▶ Prompt
All of the data below is to be copied again without changes.

▶ Data in this exercise
==*==

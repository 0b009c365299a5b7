//! API error types with HTTP status code mapping.
//!
//! [`ApiError`] is the unified error type for the service and all endpoints.
//! It implements `axum::response::IntoResponse` to produce structured JSON
//! error responses with appropriate HTTP status codes. Every failure,
//! including unexpected database errors, ends the request only.

use axum::extract::rejection::JsonRejection;
use axum::http::StatusCode;
use axum::response::{IntoResponse, Response};
use serde::Serialize;

use pizzeria_storage::StorageError;

use crate::schema::validation::FieldError;

/// Structured error detail in API responses.
#[derive(Debug, Clone, Serialize)]
pub struct ApiErrorDetail {
    /// Machine-readable error code (e.g., "NOT_FOUND", "CONFLICT").
    pub code: String,
    /// Human-readable error message.
    pub message: String,
    /// Optional structured details (e.g., per-field validation errors).
    #[serde(skip_serializing_if = "Option::is_none")]
    pub details: Option<serde_json::Value>,
}

/// API errors with HTTP status code mapping.
#[derive(Debug, thiserror::Error)]
pub enum ApiError {
    /// Referenced row absent (404).
    #[error("not found: {0}")]
    NotFound(String),

    /// Request body could not be parsed (400).
    #[error("bad request: {0}")]
    BadRequest(String),

    /// Missing required fields or unknown referenced slugs (400).
    #[error("validation failed")]
    ValidationFailed(Vec<FieldError>),

    /// Unexpected storage failure (500).
    #[error("internal error: {0}")]
    InternalError(String),

    /// Duplicate slug, duplicate recipe or ingredient still in use (409).
    #[error("conflict: {0}")]
    Conflict(String),
}

impl ApiError {
    /// A single-field validation failure.
    pub fn invalid(field: &str, message: impl Into<String>) -> Self {
        ApiError::ValidationFailed(vec![FieldError::new(field, message)])
    }
}

impl IntoResponse for ApiError {
    fn into_response(self) -> Response {
        let (status, detail) = match &self {
            ApiError::NotFound(msg) => (
                StatusCode::NOT_FOUND,
                ApiErrorDetail {
                    code: "NOT_FOUND".to_string(),
                    message: msg.clone(),
                    details: None,
                },
            ),
            ApiError::BadRequest(msg) => (
                StatusCode::BAD_REQUEST,
                ApiErrorDetail {
                    code: "BAD_REQUEST".to_string(),
                    message: msg.clone(),
                    details: None,
                },
            ),
            ApiError::ValidationFailed(errors) => (
                StatusCode::BAD_REQUEST,
                ApiErrorDetail {
                    code: "VALIDATION_FAILED".to_string(),
                    message: format!("{} validation error(s)", errors.len()),
                    details: serde_json::to_value(errors).ok(),
                },
            ),
            ApiError::InternalError(msg) => (
                StatusCode::INTERNAL_SERVER_ERROR,
                ApiErrorDetail {
                    code: "INTERNAL_ERROR".to_string(),
                    message: msg.clone(),
                    details: None,
                },
            ),
            ApiError::Conflict(msg) => (
                StatusCode::CONFLICT,
                ApiErrorDetail {
                    code: "CONFLICT".to_string(),
                    message: msg.clone(),
                    details: None,
                },
            ),
        };

        let body = serde_json::json!({
            "success": false,
            "error": detail,
        });

        (status, axum::Json(body)).into_response()
    }
}

impl From<StorageError> for ApiError {
    fn from(err: StorageError) -> Self {
        match &err {
            StorageError::IngredientNotFound(_) | StorageError::PizzaNotFound(_) => {
                ApiError::NotFound(err.to_string())
            }
            StorageError::DuplicateSlug { .. }
            | StorageError::RecipeExists(_)
            | StorageError::IngredientInUse(_)
            | StorageError::PriceOverflow => ApiError::Conflict(err.to_string()),
            StorageError::UnknownReference { entity, slug } => {
                let field = if *entity == "pizza" {
                    "pizza_slug"
                } else {
                    "ingredients"
                };
                ApiError::invalid(
                    field,
                    format!("Provided {} '{}' does not exist", entity, slug),
                )
            }
            StorageError::EmptyRecipe(_) => ApiError::invalid("ingredients", err.to_string()),
            StorageError::Sqlite(_) | StorageError::Migration(_) => {
                tracing::error!(error = %err, "storage failure");
                ApiError::InternalError("internal storage error".to_string())
            }
        }
    }
}

impl From<Vec<FieldError>> for ApiError {
    fn from(errors: Vec<FieldError>) -> Self {
        ApiError::ValidationFailed(errors)
    }
}

impl From<JsonRejection> for ApiError {
    fn from(rejection: JsonRejection) -> Self {
        ApiError::BadRequest(rejection.body_text())
    }
}

#[cfg(test)]
mod tests {
    use super::*;
    use pizzeria_core::Slug;

    #[test]
    fn storage_errors_map_to_taxonomy() {
        let slug = Slug::from("dough");
        assert!(matches!(
            ApiError::from(StorageError::IngredientNotFound(slug.clone())),
            ApiError::NotFound(_)
        ));
        assert!(matches!(
            ApiError::from(StorageError::RecipeExists(slug.clone())),
            ApiError::Conflict(_)
        ));
        assert!(matches!(
            ApiError::from(StorageError::IngredientInUse(slug.clone())),
            ApiError::Conflict(_)
        ));
        assert!(matches!(
            ApiError::from(StorageError::Migration("boom".into())),
            ApiError::InternalError(_)
        ));

        match ApiError::from(StorageError::UnknownReference {
            entity: "ingredient",
            slug,
        }) {
            ApiError::ValidationFailed(errors) => {
                assert_eq!(errors[0].field, "ingredients");
                assert!(errors[0].message.contains("'dough'"));
            }
            other => panic!("expected ValidationFailed, got {other:?}"),
        }
    }

    #[test]
    fn storage_failure_detail_stays_in_the_log() {
        match ApiError::from(StorageError::Migration("no such table: recipe".into())) {
            ApiError::InternalError(message) => {
                assert_eq!(message, "internal storage error");
                assert!(!message.contains("recipe"));
            }
            other => panic!("expected InternalError, got {other:?}"),
        }
    }

    #[test]
    fn price_overflow_is_conflict() {
        let response = ApiError::from(StorageError::PriceOverflow).into_response();
        assert_eq!(response.status(), StatusCode::CONFLICT);
    }

    #[test]
    fn validation_failure_is_bad_request() {
        let response = ApiError::invalid("slug", "This field is required").into_response();
        assert_eq!(response.status(), StatusCode::BAD_REQUEST);
        let response = ApiError::InternalError("disk".into()).into_response();
        assert_eq!(response.status(), StatusCode::INTERNAL_SERVER_ERROR);
    }
}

==*==

▶ Exercise result
repository 0b009c365299a5b7
//! API error types with HTTP status code mapping.
//!
//! [`ApiError`] is the unified error type for the service and all endpoints.
//! It implements `axum::response::IntoResponse` to produce structured JSON
//! error responses with appropriate HTTP status codes. Every failure,
//! including unexpected database errors, ends the request only.

use axum::extract::rejection::JsonRejection;
use axum::http::StatusCode;
use axum::response::{IntoResponse, Response};
use serde::Serialize;

use pizzeria_storage::StorageError;

use crate::schema::validation::FieldError;

/// Structured error detail in API responses.
#[derive(Debug, Clone, Serialize)]
pub struct ApiErrorDetail {
    /// Machine-readable error code (e.g., "NOT_FOUND", "CONFLICT").
    pub code: String,
    /// Human-readable error message.
    pub message: String,
    /// Optional structured details (e.g., per-field validation errors).
    #[serde(skip_serializing_if = "Option::is_none")]
    pub details: Option<serde_json::Value>,
}

/// API errors with HTTP status code mapping.
#[derive(Debug, thiserror::Error)]
pub enum ApiError {
    /// Referenced row absent (404).
    #[error("not found: {0}")]
    NotFound(String),

    /// Request body could not be parsed (400).
    #[error("bad request: {0}")]
    BadRequest(String),

    /// Missing required fields or unknown referenced slugs (400).
    #[error("validation failed")]
    ValidationFailed(Vec<FieldError>),

    /// Unexpected storage failure (500).
    #[error("internal error: {0}")]
    InternalError(String),

    /// Duplicate slug, duplicate recipe or ingredient still in use (409).
    #[error("conflict: {0}")]
    Conflict(String),
}

impl ApiError {
    /// A single-field validation failure.
    pub fn invalid(field: &str, message: impl Into<String>) -> Self {
        ApiError::ValidationFailed(vec![FieldError::new(field, message)])
    }
}

impl IntoResponse for ApiError {
    fn into_response(self) -> Response {
        let (status, detail) = match &self {
            ApiError::NotFound(msg) => (
                StatusCode::NOT_FOUND,
                ApiErrorDetail {
                    code: "NOT_FOUND".to_string(),
                    message: msg.clone(),
                    details: None,
                },
            ),
            ApiError::BadRequest(msg) => (
                StatusCode::BAD_REQUEST,
                ApiErrorDetail {
                    code: "BAD_REQUEST".to_string(),
                    message: msg.clone(),
                    details: None,
                },
            ),
            ApiError::ValidationFailed(errors) => (
                StatusCode::BAD_REQUEST,
                ApiErrorDetail {
                    code: "VALIDATION_FAILED".to_string(),
                    message: format!("{} validation error(s)", errors.len()),
                    details: serde_json::to_value(errors).ok(),
                },
            ),
            ApiError::InternalError(msg) => (
                StatusCode::INTERNAL_SERVER_ERROR,
                ApiErrorDetail {
                    code: "INTERNAL_ERROR".to_string(),
                    message: msg.clone(),
                    details: None,
                },
            ),
            ApiError::Conflict(msg) => (
                StatusCode::CONFLICT,
                ApiErrorDetail {
                    code: "CONFLICT".to_string(),
                    message: msg.clone(),
                    details: None,
                },
            ),
        };

        let body = serde_json::json!({
            "success": false,
            "error": detail,
        });

        (status, axum::Json(body)).into_response()
    }
}

impl From<StorageError> for ApiError {
    fn from(err: StorageError) -> Self {
        match &err {
            StorageError::IngredientNotFound(_) | StorageError::PizzaNotFound(_) => {
                ApiError::NotFound(err.to_string())
            }
            StorageError::DuplicateSlug { .. }
            | StorageError::RecipeExists(_)
            | StorageError::IngredientInUse(_)
            | StorageError::PriceOverflow => ApiError::Conflict(err.to_string()),
            StorageError::UnknownReference { entity, slug } => {
                let field = if *entity == "pizza" {
                    "pizza_slug"
                } else {
                    "ingredients"
                };
                ApiError::invalid(
                    field,
                    format!("Provided {} '{}' does not exist", entity, slug),
                )
            }
            StorageError::EmptyRecipe(_) => ApiError::invalid("ingredients", err.to_string()),
            StorageError::Sqlite(_) | StorageError::Migration(_) => {
                tracing::error!(error = %err, "storage failure");
                ApiError::InternalError("internal storage error".to_string())
            }
        }
    }
}

impl From<Vec<FieldError>> for ApiError {
    fn from(errors: Vec<FieldError>) -> Self {
        ApiError::ValidationFailed(errors)
    }
}

impl From<JsonRejection> for ApiError {
    fn from(rejection: JsonRejection) -> Self {
        ApiError::BadRequest(rejection.body_text())
    }
}

#[cfg(test)]
mod tests {
    use super::*;
    use pizzeria_core::Slug;

    #[test]
    fn storage_errors_map_to_taxonomy() {
        let slug = Slug::from("dough");
        assert!(matches!(
            ApiError::from(StorageError::IngredientNotFound(slug.clone())),
            ApiError::NotFound(_)
        ));
        assert!(matches!(
            ApiError::from(StorageError::RecipeExists(slug.clone())),
            ApiError::Conflict(_)
        ));
        assert!(matches!(
            ApiError::from(StorageError::IngredientInUse(slug.clone())),
            ApiError::Conflict(_)
        ));
        assert!(matches!(
            ApiError::from(StorageError::Migration("boom".into())),
            ApiError::InternalError(_)
        ));

        match ApiError::from(StorageError::UnknownReference {
            entity: "ingredient",
            slug,
        }) {
            ApiError::ValidationFailed(errors) => {
                assert_eq!(errors[0].field, "ingredients");
                assert!(errors[0].message.contains("'dough'"));
            }
            other => panic!("expected ValidationFailed, got {other:?}"),
        }
    }

    #[test]
    fn storage_failure_detail_stays_in_the_log() {
        match ApiError::from(StorageError::Migration("no such table: recipe".into())) {
            ApiError::InternalError(message) => {
                assert_eq!(message, "internal storage error");
                assert!(!message.contains("recipe"));
            }
            other => panic!("expected InternalError, got {other:?}"),
        }
    }

    #[test]
    fn price_overflow_is_conflict() {
        let response = ApiError::from(StorageError::PriceOverflow).into_response();
        assert_eq!(response.status(), StatusCode::CONFLICT);
    }

    #[test]
    fn validation_failure_is_bad_request() {
        let response = ApiError::invalid("slug", "This field is required").into_response();
        assert_eq!(response.status(), StatusCode::BAD_REQUEST);
        let response = ApiError::InternalError("disk".into()).into_response();
        assert_eq!(response.status(), StatusCode::INTERNAL_SERVER_ERROR);
    }
}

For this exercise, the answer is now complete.